The dam removes the peak of the flooding and the trough of low water in the dry season. It reduces the natural seasonal variation of the river flow. The designers intended for the dam to 'open the floodgates' for the duration of March, and allow a flow of 300 m3/s to flood the Kafue Flats in order to maintain natural cycles. However, this has not happened in practice, mainly because the reservoir has not contained sufficient water at the right times to facilitate such a flow. The demand for electric power takes priority, and this, compounded by erratic rainfall since 1990, has prevented the dam from releasing water at the originally intended flow rates.

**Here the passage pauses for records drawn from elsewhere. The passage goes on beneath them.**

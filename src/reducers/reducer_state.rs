use crate::core::nested::Nested;
use crate::core::running_covariance::RunningCovariance;
use ndarray::ArrayD;
use serde::{Deserialize, Serialize};

/// Accumulated statistics for every leaf of the template.
///
/// Immutable once built; reducers return a fresh value from each step, so a
/// state can be shared or branched freely. Serializable through serde for
/// callers that checkpoint long runs.
#[derive(Debug, Clone, PartialEq, Serialize, Deserialize)]
pub struct ReducerState {
    running: Nested<RunningCovariance>,
}

impl ReducerState {
    pub(crate) fn new(running: Nested<RunningCovariance>) -> Self {
        Self { running }
    }

    pub fn running(&self) -> &Nested<RunningCovariance> {
        &self.running
    }

    pub fn num_samples(&self) -> Nested<f64> {
        self.running.map(RunningCovariance::num_samples)
    }

    pub fn mean(&self) -> Nested<ArrayD<f64>> {
        self.running.map(|acc| acc.mean().clone())
    }

    pub fn sum_sq_dev(&self) -> Nested<ArrayD<f64>> {
        self.running.map(|acc| acc.sum_sq_dev().clone())
    }
}
use std::fmt::{Display, Formatter, Result};

/// One step from a node to one of its children.
#[derive(Debug, Clone, PartialEq, Eq)]
pub enum PathSegment {
    Index(usize),
    Key(String),
}

/// Location of a node inside a [`Nested`](super::Nested) tree, used to point
/// errors at the offending leaf.
#[derive(Debug, Clone, Default, PartialEq, Eq)]
pub struct NestedPath {
    segments: Vec<PathSegment>,
}

impl NestedPath {
    pub fn root() -> Self {
        Self::default()
    }

    pub fn is_root(&self) -> bool {
        self.segments.is_empty()
    }

    pub fn segments(&self) -> &[PathSegment] {
        &self.segments
    }

    pub(crate) fn push(&mut self, segment: PathSegment) {
        self.segments.push(segment);
    }

    pub(crate) fn pop(&mut self) {
        self.segments.pop();
    }
}

impl Display for NestedPath {
    fn fmt(&self, f: &mut Formatter<'_>) -> Result {
        write!(f, "$")?;
        for segment in &self.segments {
            match segment {
                PathSegment::Index(i) => write!(f, "[{i}]")?,
                PathSegment::Key(k) => write!(f, ".{k}")?,
            }
        }
        Ok(())
    }
}
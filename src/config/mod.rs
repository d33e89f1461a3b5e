mod choice;
mod loader;
mod reducer_choice;

pub use choice::Choice;
pub use loader::{load_reducer_choice, parse_reducer_choice};
pub use reducer_choice::{CovarianceParams, ReducerChoice, ReducerKind, VarianceParams};
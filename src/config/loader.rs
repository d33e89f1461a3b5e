use crate::config::ReducerChoice;
use anyhow::{Context, Result};
use std::fs;
use std::path::Path;

pub fn parse_reducer_choice(text: &str) -> Result<ReducerChoice> {
    serde_json::from_str(text).context("invalid reducer configuration")
}

/// Reads a JSON reducer configuration such as
/// `{"type": "covariance", "params": {"event_ndims": 1, "ddof": 0}}`.
pub fn load_reducer_choice<P: AsRef<Path>>(path: P) -> Result<ReducerChoice> {
    let path = path.as_ref();
    let text = fs::read_to_string(path)
        .with_context(|| format!("failed to read reducer config '{}'", path.display()))?;
    parse_reducer_choice(&text).with_context(|| format!("in '{}'", path.display()))
}
use crate::config::Choice;
use crate::reducers::{CovarianceReducer, Reducer, VarianceReducer};
use schemars::{JsonSchema, Schema, schema_for};
use serde::{Deserialize, Serialize};
use serde_json::{Value, json};
use strum_macros::{Display, EnumDiscriminants, EnumIter, EnumMessage, EnumString, IntoStaticStr};

fn default_ddof() -> usize {
    0
}

#[derive(Debug, Clone, Serialize, Deserialize, JsonSchema, PartialEq)]
pub struct CovarianceParams {
    #[serde(default)]
    #[schemars(
        title = "Event dimensions",
        description = "Trailing dimensions of each leaf treated as one correlated vector (None = the whole leaf)."
    )]
    pub event_ndims: Option<usize>,

    #[serde(default = "default_ddof")]
    #[schemars(
        title = "Delta degrees of freedom",
        description = "Subtracted from the sample count when normalizing."
    )]
    pub ddof: usize,
}

impl Default for CovarianceParams {
    fn default() -> Self {
        Self {
            event_ndims: None,
            ddof: default_ddof(),
        }
    }
}

#[derive(Debug, Clone, Serialize, Deserialize, JsonSchema, PartialEq)]
pub struct VarianceParams {
    #[serde(default = "default_ddof")]
    #[schemars(
        title = "Delta degrees of freedom",
        description = "Subtracted from the sample count when normalizing."
    )]
    pub ddof: usize,
}

impl Default for VarianceParams {
    fn default() -> Self {
        Self {
            ddof: default_ddof(),
        }
    }
}

#[derive(Debug, Clone, Serialize, Deserialize, JsonSchema, EnumDiscriminants, PartialEq)]
#[serde(tag = "type", content = "params", rename_all = "kebab-case")]
#[strum_discriminants(name(ReducerKind))]
#[strum_discriminants(derive(EnumIter, EnumString, Display, IntoStaticStr, EnumMessage))]
#[strum_discriminants(strum(serialize_all = "kebab-case"))]
pub enum ReducerChoice {
    #[strum_discriminants(strum(
        message = "Covariance Reducer",
        detailed_message = "Running covariance over the event dimensions of every leaf."
    ))]
    Covariance(CovarianceParams),
    #[strum_discriminants(strum(
        message = "Variance Reducer",
        detailed_message = "Running elementwise variance of every leaf."
    ))]
    Variance(VarianceParams),
}

impl Default for ReducerChoice {
    fn default() -> Self {
        Self::Covariance(CovarianceParams::default())
    }
}

impl ReducerChoice {
    pub fn build(&self) -> Box<dyn Reducer> {
        match self {
            ReducerChoice::Covariance(p) => Box::new(CovarianceReducer::from(p.clone())),
            ReducerChoice::Variance(p) => Box::new(VarianceReducer::from(p.clone())),
        }
    }
}

impl Choice for ReducerChoice {
    type Kind = ReducerKind;

    fn schema() -> Schema {
        schema_for!(ReducerChoice)
    }

    fn default_params(kind: Self::Kind) -> Value {
        match kind {
            ReducerKind::Covariance => json!({ "event_ndims": null, "ddof": 0 }),
            ReducerKind::Variance => json!({ "ddof": 0 }),
        }
    }
}

impl From<CovarianceParams> for CovarianceReducer {
    fn from(p: CovarianceParams) -> Self {
        CovarianceReducer::new()
            .with_event_ndims(p.event_ndims)
            .with_ddof(p.ddof)
    }
}

impl From<VarianceParams> for VarianceReducer {
    fn from(p: VarianceParams) -> Self {
        VarianceReducer::new().with_ddof(p.ddof)
    }
}
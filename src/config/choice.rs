use anyhow::Result;
use schemars::{JsonSchema, Schema};
use serde::Serialize;
use serde::de::DeserializeOwned;
use serde_json::{Value, json};
use strum::{EnumMessage, IntoEnumIterator};

/// Contract for a tagged configuration enum (`{"type": .., "params": ..}`).
pub trait Choice: Sized + Serialize + DeserializeOwned + JsonSchema {
    type Kind: Copy + Into<&'static str> + EnumMessage + IntoEnumIterator;

    /// JSON Schema for the whole tagged enum.
    fn schema() -> Schema;

    /// Default `params` JSON for a given kind.
    fn default_params(kind: Self::Kind) -> Value;

    /// Build the typed enum from kind + params.
    fn from_parts(kind: Self::Kind, params: Value) -> Result<Self> {
        let key: &'static str = kind.into();
        let v = json!({ "type": key, "params": params });
        Ok(serde_json::from_value(v)?)
    }
}
mod fixtures;

pub use fixtures::{chain_state, constant, stack};
use anyhow::bail;
use chrono::NaiveDate;
use serde::{Deserialize, Serialize};
use uuid::Uuid;

#[derive(Debug, Clone)]
pub struct Instructor {
    pub id: Uuid,
    pub name: String,
    pub email: String,
    pub home_city: String,
}

#[derive(Debug, Clone)]
pub struct Institution {
    pub id: Uuid,
    pub name: String,
    pub city: String,
    pub level: InstitutionLevel,
    pub is_remote: bool,
    pub is_special: bool,
}

#[derive(Debug, Clone, Copy, PartialEq, Eq, Serialize, Deserialize)]
#[serde(rename_all = "snake_case")]
pub enum InstitutionLevel {
    Elementary,
    Middle,
    High,
}

impl InstitutionLevel {
    pub fn as_str(&self) -> &'static str {
        match self {
            InstitutionLevel::Elementary => "elementary",
            InstitutionLevel::Middle => "middle",
            InstitutionLevel::High => "high",
        }
    }

    pub fn parse(value: &str) -> anyhow::Result<Self> {
        match value {
            "elementary" => Ok(InstitutionLevel::Elementary),
            "middle" => Ok(InstitutionLevel::Middle),
            "high" => Ok(InstitutionLevel::High),
            other => bail!("unknown institution level: {other}"),
        }
    }
}

#[derive(Debug, Clone, Copy, PartialEq, Eq, Serialize, Deserialize)]
#[serde(rename_all = "snake_case")]
pub enum ClassRole {
    Main,
    Assistant,
}

impl ClassRole {
    pub fn as_str(&self) -> &'static str {
        match self {
            ClassRole::Main => "main",
            ClassRole::Assistant => "assistant",
        }
    }

    pub fn parse(value: &str) -> anyhow::Result<Self> {
        match value {
            "main" => Ok(ClassRole::Main),
            "assistant" => Ok(ClassRole::Assistant),
            other => bail!("unknown class role: {other}"),
        }
    }
}

#[derive(Debug, Clone, Copy, PartialEq, Eq, Serialize, Deserialize)]
#[serde(rename_all = "snake_case")]
pub enum ClassStatus {
    Planned,
    Open,
    Assigned,
    Confirmed,
    Completed,
    Cancelled,
}

impl ClassStatus {
    pub fn is_cancelled(&self) -> bool {
        matches!(self, ClassStatus::Cancelled)
    }

    pub fn as_str(&self) -> &'static str {
        match self {
            ClassStatus::Planned => "planned",
            ClassStatus::Open => "open",
            ClassStatus::Assigned => "assigned",
            ClassStatus::Confirmed => "confirmed",
            ClassStatus::Completed => "completed",
            ClassStatus::Cancelled => "cancelled",
        }
    }

    pub fn parse(value: &str) -> anyhow::Result<Self> {
        match value {
            "planned" => Ok(ClassStatus::Planned),
            "open" => Ok(ClassStatus::Open),
            "assigned" => Ok(ClassStatus::Assigned),
            "confirmed" => Ok(ClassStatus::Confirmed),
            "completed" => Ok(ClassStatus::Completed),
            "cancelled" => Ok(ClassStatus::Cancelled),
            other => bail!("unknown class status: {other}"),
        }
    }
}

#[derive(Debug, Clone, Copy, PartialEq, Eq, Serialize, Deserialize)]
#[serde(rename_all = "snake_case")]
pub enum EventStatus {
    Confirmed,
    Completed,
    Cancelled,
}

impl EventStatus {
    pub fn as_str(&self) -> &'static str {
        match self {
            EventStatus::Confirmed => "confirmed",
            EventStatus::Completed => "completed",
            EventStatus::Cancelled => "cancelled",
        }
    }

    pub fn parse(value: &str) -> anyhow::Result<Self> {
        match value {
            "confirmed" => Ok(EventStatus::Confirmed),
            "completed" => Ok(EventStatus::Completed),
            "cancelled" => Ok(EventStatus::Cancelled),
            other => bail!("unknown event status: {other}"),
        }
    }
}

#[derive(Debug, Clone)]
pub struct ClassActivity {
    pub instructor_id: Uuid,
    pub date: NaiveDate,
    pub status: ClassStatus,
    pub role: ClassRole,
    pub institution_id: Uuid,
    pub sessions: i64,
    pub students: i64,
    pub has_assistant: bool,
    pub equipment_transport: bool,
}

#[derive(Debug, Clone)]
pub struct EventActivity {
    pub instructor_id: Uuid,
    pub date: NaiveDate,
    pub status: EventStatus,
    pub hours: i64,
    pub equipment_transport: bool,
}

#[derive(Debug, Clone)]
pub enum Activity {
    Class(ClassActivity),
    Event(EventActivity),
}

impl Activity {
    pub fn date(&self) -> NaiveDate {
        match self {
            Activity::Class(class) => class.date,
            Activity::Event(event) => event.date,
        }
    }

    pub fn instructor_id(&self) -> Uuid {
        match self {
            Activity::Class(class) => class.instructor_id,
            Activity::Event(event) => event.instructor_id,
        }
    }

    pub fn is_cancelled(&self) -> bool {
        match self {
            Activity::Class(class) => class.status == ClassStatus::Cancelled,
            Activity::Event(event) => event.status == EventStatus::Cancelled,
        }
    }

    pub fn equipment_transport(&self) -> bool {
        match self {
            Activity::Class(class) => class.equipment_transport,
            Activity::Event(event) => event.equipment_transport,
        }
    }
}

#[derive(Debug, Clone, Copy, PartialEq, Eq, Serialize)]
#[serde(rename_all = "snake_case")]
pub enum AllowanceCategory {
    Remote,
    SpecialEducation,
    Weekend,
    Understaffed,
}

impl AllowanceCategory {
    pub fn label(&self) -> &'static str {
        match self {
            AllowanceCategory::Remote => "remote site",
            AllowanceCategory::SpecialEducation => "special education",
            AllowanceCategory::Weekend => "weekend",
            AllowanceCategory::Understaffed => "understaffed class",
        }
    }
}

#[derive(Debug, Clone, Serialize)]
pub struct AllowanceLine {
    pub category: AllowanceCategory,
    pub per_session: i64,
    pub amount: i64,
    pub reason: String,
}

#[derive(Debug, Clone, Serialize)]
pub struct ClassLine {
    pub institution_id: Uuid,
    pub institution_name: String,
    pub role: ClassRole,
    pub level: InstitutionLevel,
    pub status: ClassStatus,
    pub sessions: i64,
    pub fee_per_session: i64,
    pub base_amount: i64,
    pub allowances: Vec<AllowanceLine>,
    pub cancelled: bool,
    // would-be base fee for a cancelled class, never part of the gross
    pub cancelled_preview: i64,
}

#[derive(Debug, Clone, Serialize)]
pub struct EventLine {
    pub status: EventStatus,
    pub hours: i64,
    pub hourly_rate: i64,
    pub amount: i64,
    pub cancelled: bool,
}

#[derive(Debug, Clone, Serialize)]
pub struct RouteLeg {
    pub from: String,
    pub to: String,
    pub km: f64,
}

#[derive(Debug, Clone, Serialize)]
pub struct TravelDetail {
    pub route: Vec<String>,
    pub legs: Vec<RouteLeg>,
    pub total_km: f64,
    pub allowance: i64,
}

#[derive(Debug, Clone, Serialize)]
pub struct DailySettlement {
    pub instructor_id: Uuid,
    pub instructor_name: String,
    pub date: NaiveDate,
    pub teaching_base_amount: i64,
    pub remote_allowance: i64,
    pub special_education_allowance: i64,
    pub weekend_allowance: i64,
    pub understaffed_allowance: i64,
    pub travel_allowance: i64,
    pub equipment_transport_amount: i64,
    pub event_amount: i64,
    pub gross_amount: i64,
    pub cancelled_amount_preview: i64,
    pub classes: Vec<ClassLine>,
    pub events: Vec<EventLine>,
    pub travel: TravelDetail,
    pub equipment_note: String,
    pub warnings: Vec<String>,
}

#[derive(Debug, Clone, Serialize)]
pub struct MonthlySettlement {
    pub instructor_id: Uuid,
    pub instructor_name: String,
    pub year: i32,
    pub month: u32,
    pub day_count: usize,
    pub teaching_base_total: i64,
    pub remote_allowance_total: i64,
    pub special_education_total: i64,
    pub weekend_allowance_total: i64,
    pub understaffed_total: i64,
    pub travel_allowance_total: i64,
    pub equipment_transport_total: i64,
    pub event_total: i64,
    pub equipment_cap_applied: bool,
    pub equipment_cap_reduced_amount: i64,
    pub gross_amount: i64,
    pub tax_withheld: i64,
    pub net_amount: i64,
    pub cancelled_amount_preview_total: i64,
    pub days: Vec<DailySettlement>,
}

The Itezhi-Tezhi Dam has impacted the local ecology of the Kafue Flats in the following ways:
- Fish production has significantly declined;
- Wildlife, such as Lechwe, and Sitatunga, which rely on particular timing and extent of the floods in their breeding grounds, have had their breeding behaviour disrupted, leading to population decline;
- In the dry season the amount of grass for grazing has reduced for both wildlife and cattle, and woody species are invading grasslands on the floodplain;
- There is uncertainty of the timing of flooding, and this disturbs traditional human settlements.

The 2003/4 rainy season saw particularly high rainfall in Zambia. The effect of the Itezhi-Tezhi Dam release during this season is shown in the above NASA photos. According to a NASA website, in June 2004 an agreement was made with the hydroelectricity company to restore water releases from the dams according to a more natural flooding regime, presumably by keeping to the original intention of a 300 m3/s flood for the whole of March.